Learn R Programming

⚠️There's a newer version (0.8.9) of this package.Take me there.

polmineR

Purpose: The focus of the package ‘polmineR’ is the interactive analysis of corpora using R. Core objectives for the development of the package are performance, usability, and a modular design.

Aims: Key aims for developing the package are:

  • To keep the original text accessible. A seamless integration of qualitative and quantitative steps in corpus analysis supports validation, based on inspecting the text behind the numbers.

  • To provide a library with standard tasks. It is an open source platform that will make text mining more productive, avoiding prohibitive costs to reimplement basics, or to run many lines of code to perform a basic tasks.

  • To create a package that makes the creation and analysis of subcorpora (‘partitions’) easy. A particular strength of the package is to support contrastive/comparative research.

  • To offer performance for users with a standard infrastructure. The package picks up the idea of a three-tier software design. Corpus data are managed and indexed by using the Open Corpus Workbench (CWB). The CWB is particularly efficient for storing large corpora and offers a powerful language for querying corpora, the Corpus Query Processor (CQP).

  • To support sharing consolidated and documented data, following the ideas of reproducible research.

Background: The polmineR-package was specifically developed to make full use of the XML annotation structure of the corpora created in the PolMine project (see polmine.sowi.uni-due.de).

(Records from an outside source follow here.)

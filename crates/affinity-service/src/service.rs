//! Async query and mutation front end.

use crate::config::ServiceConfig;
use crate::SharedIndex;
use affinity_core::{Item, ItemKey};
use affinity_graph::{AddOutcome, IncrementalIndex, IndexStats, Ranked, WeightFunction};
use std::sync::Arc;
use thiserror::Error;
use tokio::sync::RwLock;
use tokio_util::sync::CancellationToken;
use tracing::{debug, info, warn};

#[derive(Error, Debug)]
pub enum ServiceError {
    #[error(transparent)]
    Index(#[from] affinity_core::Error),
    #[error("Query task failed: {0}")]
    Join(#[from] tokio::task::JoinError),
}

/// Shared weight function handle.
type SharedWeight = Arc<dyn WeightFunction>;

/// Serializes writers and lets readers query concurrently.
pub struct SearchService {
    config: ServiceConfig,
    index: SharedIndex,
    weight_fn: SharedWeight,
}

impl SearchService {
    /// Creates a service over `index`, scoring new items with `weight_fn`.
    pub fn new<W>(index: IncrementalIndex, weight_fn: W, config: ServiceConfig) -> Self
    where
        W: WeightFunction + 'static,
    {
        info!(
            "Search service started with {} items, admission {:?}",
            index.len(),
            config.admission
        );
        Self {
            config,
            index: Arc::new(RwLock::new(index)),
            weight_fn: Arc::new(weight_fn),
        }
    }

    /// Returns a handle to the shared index.
    pub fn index(&self) -> SharedIndex {
        self.index.clone()
    }

    pub fn config(&self) -> &ServiceConfig {
        &self.config
    }

    pub async fn add_item(&self, item: Item) -> Result<AddOutcome, ServiceError> {
        let mut index = self.index.write().await;
        Ok(index.add_item(item, self.weight_fn.as_ref(), &self.config.admission)?)
    }

    pub async fn update_item(&self, item: Item) -> Result<AddOutcome, ServiceError> {
        let mut index = self.index.write().await;
        Ok(index.update_item(item, self.weight_fn.as_ref(), &self.config.admission)?)
    }

    pub async fn remove_item(&self, key: &ItemKey) -> Option<Item> {
        self.index.write().await.remove_item(key)
    }

    /// Resolves `query` with the index's name resolver and ranks from it.
    pub async fn search(
        &self,
        query: &str,
        limit: Option<usize>,
    ) -> Result<Vec<Ranked>, ServiceError> {
        self.search_with(query, limit, CancellationToken::new()).await
    }

    /// Like [`SearchService::search`], stopping early once `cancel` fires.
    ///
    /// The read lock is held for the whole traversal, so writers wait until
    /// it completes or is cancelled.
    pub async fn search_with(
        &self,
        query: &str,
        limit: Option<usize>,
        cancel: CancellationToken,
    ) -> Result<Vec<Ranked>, ServiceError> {
        let limit = limit.or(self.config.default_limit);
        let index = self.index.clone().read_owned().await;
        let query = query.to_string();

        debug!("Search query: {}", query);
        let result = tokio::task::spawn_blocking(move || {
            index.search_with(&query, index.names(), limit, &cancel)
        })
        .await?;

        if let Err(affinity_core::Error::Cancelled) = &result {
            warn!("Search cancelled");
        }
        Ok(result?)
    }

    pub async fn stats(&self) -> IndexStats {
        self.index.read().await.stats()
    }
}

The core PolMine corpora are corpora of plenary protocols. In these corpora, speakers, parties etc. are structurally annotated. The polmineR-package is meant to help making full use of the rich annotation structure.

Core Functions

Upon loading polmineR, a message will report the version of the package and the location of a so-called ‘registry’-directory.

library(polmineR)
#> polmineR v0.7.8.9006
#> session registry:  /private/var/folders/r6/1k6mxnbj5077980k11xvr0q40000gn/T/RtmpfFaIMx/polmineR_registry

The session registry directory is populated with files that describe the corpora that are present and accessible on the user’s system.

Install and use packaged corpora

Indexed corpora wrapped into R data packages can be installed from a (private) package repository.

install.packages("GermaParl", repos = "http://polmine.sowi.uni-due.de")
install.packages("europarl.en", repos = "http://polmine.sowi.uni-due.de")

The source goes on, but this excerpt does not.